• **Assignment**: Copying exactly, give the lines in the material below from the one with "filename crates/callout-enhance-ops/src/scan.rs" to the one with "use walkdir::WalkDir;", ends included, and nothing besides.
##############################
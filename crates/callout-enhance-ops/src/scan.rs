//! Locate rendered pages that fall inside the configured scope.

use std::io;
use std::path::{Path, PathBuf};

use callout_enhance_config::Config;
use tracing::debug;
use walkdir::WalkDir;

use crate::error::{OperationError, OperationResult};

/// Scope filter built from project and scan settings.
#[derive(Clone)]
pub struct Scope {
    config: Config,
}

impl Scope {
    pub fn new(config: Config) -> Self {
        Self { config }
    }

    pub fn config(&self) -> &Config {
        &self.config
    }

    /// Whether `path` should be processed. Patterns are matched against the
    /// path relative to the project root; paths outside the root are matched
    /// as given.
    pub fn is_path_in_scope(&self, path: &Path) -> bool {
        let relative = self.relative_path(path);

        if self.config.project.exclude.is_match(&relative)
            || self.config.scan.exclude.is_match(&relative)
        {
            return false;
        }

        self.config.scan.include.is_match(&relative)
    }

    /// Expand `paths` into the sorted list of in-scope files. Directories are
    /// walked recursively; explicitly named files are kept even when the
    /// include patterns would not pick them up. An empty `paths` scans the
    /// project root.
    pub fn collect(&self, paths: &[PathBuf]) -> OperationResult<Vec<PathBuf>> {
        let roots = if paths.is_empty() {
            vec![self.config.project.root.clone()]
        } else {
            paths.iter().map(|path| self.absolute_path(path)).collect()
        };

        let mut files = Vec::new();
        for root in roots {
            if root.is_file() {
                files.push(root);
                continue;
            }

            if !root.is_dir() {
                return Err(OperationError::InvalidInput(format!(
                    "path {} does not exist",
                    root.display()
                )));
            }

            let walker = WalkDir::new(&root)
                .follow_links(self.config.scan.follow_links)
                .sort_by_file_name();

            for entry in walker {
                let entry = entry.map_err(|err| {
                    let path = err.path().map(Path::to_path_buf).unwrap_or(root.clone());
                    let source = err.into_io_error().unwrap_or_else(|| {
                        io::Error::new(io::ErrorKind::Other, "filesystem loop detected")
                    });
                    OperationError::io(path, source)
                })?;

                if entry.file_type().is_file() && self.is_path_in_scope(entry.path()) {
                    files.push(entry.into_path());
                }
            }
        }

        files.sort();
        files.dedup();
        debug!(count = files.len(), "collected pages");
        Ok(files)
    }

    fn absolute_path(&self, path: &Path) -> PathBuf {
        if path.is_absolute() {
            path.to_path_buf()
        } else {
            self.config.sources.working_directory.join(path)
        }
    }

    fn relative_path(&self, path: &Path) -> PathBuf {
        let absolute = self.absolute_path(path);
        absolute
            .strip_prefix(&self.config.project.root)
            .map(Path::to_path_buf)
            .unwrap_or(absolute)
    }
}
##############################
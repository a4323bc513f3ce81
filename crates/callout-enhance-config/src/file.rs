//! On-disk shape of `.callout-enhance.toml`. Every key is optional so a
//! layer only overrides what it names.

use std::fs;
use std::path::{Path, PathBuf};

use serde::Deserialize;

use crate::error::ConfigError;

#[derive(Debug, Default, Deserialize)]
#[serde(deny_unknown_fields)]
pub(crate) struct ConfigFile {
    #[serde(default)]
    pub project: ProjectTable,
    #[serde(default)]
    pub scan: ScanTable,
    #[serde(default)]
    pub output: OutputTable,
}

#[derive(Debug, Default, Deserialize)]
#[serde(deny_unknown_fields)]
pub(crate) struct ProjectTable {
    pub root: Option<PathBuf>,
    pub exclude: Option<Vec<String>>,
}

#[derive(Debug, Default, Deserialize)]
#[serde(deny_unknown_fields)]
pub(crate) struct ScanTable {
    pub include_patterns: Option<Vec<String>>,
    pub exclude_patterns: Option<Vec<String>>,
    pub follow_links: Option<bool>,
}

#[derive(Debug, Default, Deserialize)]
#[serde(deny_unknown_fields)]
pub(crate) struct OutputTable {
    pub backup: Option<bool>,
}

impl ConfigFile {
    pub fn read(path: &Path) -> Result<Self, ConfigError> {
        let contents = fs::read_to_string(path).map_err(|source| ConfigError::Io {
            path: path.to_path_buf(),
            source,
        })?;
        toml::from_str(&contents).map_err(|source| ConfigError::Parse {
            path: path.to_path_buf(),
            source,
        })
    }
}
##############################
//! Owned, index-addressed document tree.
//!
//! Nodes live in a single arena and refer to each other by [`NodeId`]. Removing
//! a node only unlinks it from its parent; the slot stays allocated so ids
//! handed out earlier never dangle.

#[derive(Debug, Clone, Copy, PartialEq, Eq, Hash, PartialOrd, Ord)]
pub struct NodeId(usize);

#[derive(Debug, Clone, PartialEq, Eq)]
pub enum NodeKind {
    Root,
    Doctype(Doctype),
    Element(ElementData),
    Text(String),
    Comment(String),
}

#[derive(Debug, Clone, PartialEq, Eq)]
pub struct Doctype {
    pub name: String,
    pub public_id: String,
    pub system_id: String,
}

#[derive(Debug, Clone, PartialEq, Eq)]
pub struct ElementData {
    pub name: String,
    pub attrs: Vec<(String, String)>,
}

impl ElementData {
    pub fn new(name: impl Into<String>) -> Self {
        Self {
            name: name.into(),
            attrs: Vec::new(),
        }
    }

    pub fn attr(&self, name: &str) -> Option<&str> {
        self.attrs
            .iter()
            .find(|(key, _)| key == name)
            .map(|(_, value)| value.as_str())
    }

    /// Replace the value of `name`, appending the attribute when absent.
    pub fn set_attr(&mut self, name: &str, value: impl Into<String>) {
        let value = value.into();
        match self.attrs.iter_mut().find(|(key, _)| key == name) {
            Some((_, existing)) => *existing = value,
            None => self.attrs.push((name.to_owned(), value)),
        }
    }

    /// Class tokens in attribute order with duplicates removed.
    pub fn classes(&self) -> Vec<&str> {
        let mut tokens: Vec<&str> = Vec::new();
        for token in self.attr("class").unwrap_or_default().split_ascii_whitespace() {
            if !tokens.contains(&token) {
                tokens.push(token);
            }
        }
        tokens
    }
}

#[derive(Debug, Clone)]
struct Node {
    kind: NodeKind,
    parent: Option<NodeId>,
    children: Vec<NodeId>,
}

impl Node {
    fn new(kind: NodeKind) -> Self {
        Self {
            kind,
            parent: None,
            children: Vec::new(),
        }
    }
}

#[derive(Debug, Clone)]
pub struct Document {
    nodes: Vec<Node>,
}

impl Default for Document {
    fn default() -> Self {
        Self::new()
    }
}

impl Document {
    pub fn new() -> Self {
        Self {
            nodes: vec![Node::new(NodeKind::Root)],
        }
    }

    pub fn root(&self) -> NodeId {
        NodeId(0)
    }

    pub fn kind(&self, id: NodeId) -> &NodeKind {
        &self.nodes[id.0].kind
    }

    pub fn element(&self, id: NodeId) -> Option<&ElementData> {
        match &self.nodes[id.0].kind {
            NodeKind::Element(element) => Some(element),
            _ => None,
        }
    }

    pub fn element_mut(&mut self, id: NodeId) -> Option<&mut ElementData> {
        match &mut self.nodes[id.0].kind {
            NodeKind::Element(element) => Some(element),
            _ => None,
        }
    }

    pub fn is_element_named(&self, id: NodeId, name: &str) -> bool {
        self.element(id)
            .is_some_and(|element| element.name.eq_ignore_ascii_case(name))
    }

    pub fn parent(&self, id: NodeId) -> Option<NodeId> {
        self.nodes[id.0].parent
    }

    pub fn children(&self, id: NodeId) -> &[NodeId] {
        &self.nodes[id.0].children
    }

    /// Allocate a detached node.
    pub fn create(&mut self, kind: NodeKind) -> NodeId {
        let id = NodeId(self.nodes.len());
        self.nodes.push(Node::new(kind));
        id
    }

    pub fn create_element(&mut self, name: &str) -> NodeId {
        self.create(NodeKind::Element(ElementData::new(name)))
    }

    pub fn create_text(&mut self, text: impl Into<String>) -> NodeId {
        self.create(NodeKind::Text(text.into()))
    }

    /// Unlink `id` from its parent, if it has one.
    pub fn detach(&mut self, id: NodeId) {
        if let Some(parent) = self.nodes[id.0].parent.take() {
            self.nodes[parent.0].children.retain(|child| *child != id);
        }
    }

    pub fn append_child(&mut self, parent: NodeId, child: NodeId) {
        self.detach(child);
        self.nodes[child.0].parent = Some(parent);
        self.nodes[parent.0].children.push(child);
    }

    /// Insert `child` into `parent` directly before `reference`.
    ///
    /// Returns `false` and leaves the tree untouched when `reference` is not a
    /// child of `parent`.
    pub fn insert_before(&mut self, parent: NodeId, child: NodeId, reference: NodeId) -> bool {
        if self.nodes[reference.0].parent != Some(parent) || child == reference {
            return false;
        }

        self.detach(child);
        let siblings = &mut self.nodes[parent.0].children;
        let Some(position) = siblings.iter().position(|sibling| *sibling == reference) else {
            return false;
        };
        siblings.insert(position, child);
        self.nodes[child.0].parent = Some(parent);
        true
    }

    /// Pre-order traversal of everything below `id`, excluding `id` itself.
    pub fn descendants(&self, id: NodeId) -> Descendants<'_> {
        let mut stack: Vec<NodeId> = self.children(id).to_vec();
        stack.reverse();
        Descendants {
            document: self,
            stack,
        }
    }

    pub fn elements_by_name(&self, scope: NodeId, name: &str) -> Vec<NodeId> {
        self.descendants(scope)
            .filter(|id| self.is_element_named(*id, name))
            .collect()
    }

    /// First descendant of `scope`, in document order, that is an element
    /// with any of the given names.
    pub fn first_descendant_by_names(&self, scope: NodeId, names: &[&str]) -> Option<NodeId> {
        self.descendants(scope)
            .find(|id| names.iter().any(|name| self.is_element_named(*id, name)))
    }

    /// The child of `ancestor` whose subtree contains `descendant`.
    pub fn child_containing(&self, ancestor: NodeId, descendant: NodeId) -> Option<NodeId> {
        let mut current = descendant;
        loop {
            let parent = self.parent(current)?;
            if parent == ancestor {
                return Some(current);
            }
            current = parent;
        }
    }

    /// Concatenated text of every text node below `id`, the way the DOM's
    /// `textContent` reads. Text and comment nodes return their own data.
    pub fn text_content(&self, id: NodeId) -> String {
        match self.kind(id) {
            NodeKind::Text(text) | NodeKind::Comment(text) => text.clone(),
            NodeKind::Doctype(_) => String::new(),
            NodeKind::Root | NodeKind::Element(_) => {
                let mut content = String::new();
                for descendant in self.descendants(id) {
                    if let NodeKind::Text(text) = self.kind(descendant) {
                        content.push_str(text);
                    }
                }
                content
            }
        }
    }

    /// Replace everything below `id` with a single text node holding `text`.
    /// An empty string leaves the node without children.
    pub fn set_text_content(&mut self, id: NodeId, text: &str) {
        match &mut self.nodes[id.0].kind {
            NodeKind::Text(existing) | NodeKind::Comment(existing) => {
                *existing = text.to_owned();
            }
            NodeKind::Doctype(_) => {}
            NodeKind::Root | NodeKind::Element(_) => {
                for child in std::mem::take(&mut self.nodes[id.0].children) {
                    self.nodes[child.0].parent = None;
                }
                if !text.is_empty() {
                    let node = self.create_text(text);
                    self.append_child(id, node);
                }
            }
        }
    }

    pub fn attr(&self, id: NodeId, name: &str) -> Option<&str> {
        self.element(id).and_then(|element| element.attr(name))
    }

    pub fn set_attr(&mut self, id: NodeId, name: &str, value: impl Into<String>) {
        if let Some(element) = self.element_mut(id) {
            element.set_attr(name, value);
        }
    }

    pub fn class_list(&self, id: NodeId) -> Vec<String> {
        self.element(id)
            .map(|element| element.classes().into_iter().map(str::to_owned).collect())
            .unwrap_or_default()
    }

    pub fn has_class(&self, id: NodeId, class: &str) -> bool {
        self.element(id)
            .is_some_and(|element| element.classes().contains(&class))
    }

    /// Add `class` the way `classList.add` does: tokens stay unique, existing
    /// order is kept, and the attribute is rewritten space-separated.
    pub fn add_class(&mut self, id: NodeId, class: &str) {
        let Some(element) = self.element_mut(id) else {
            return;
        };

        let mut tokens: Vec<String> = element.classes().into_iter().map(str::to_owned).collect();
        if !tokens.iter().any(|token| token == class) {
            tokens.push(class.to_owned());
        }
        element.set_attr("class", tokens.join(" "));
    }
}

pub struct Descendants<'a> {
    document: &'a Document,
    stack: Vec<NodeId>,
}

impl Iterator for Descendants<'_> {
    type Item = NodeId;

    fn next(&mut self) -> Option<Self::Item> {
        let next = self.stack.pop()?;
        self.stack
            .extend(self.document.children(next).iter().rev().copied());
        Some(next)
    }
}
##############################
• **The completed task**:
filename crates/callout-enhance-ops/src/scan.rs
//! Locate rendered pages that fall inside the configured scope.

use std::io;
use std::path::{Path, PathBuf};

use callout_enhance_config::Config;
use tracing::debug;
use walkdir::WalkDir;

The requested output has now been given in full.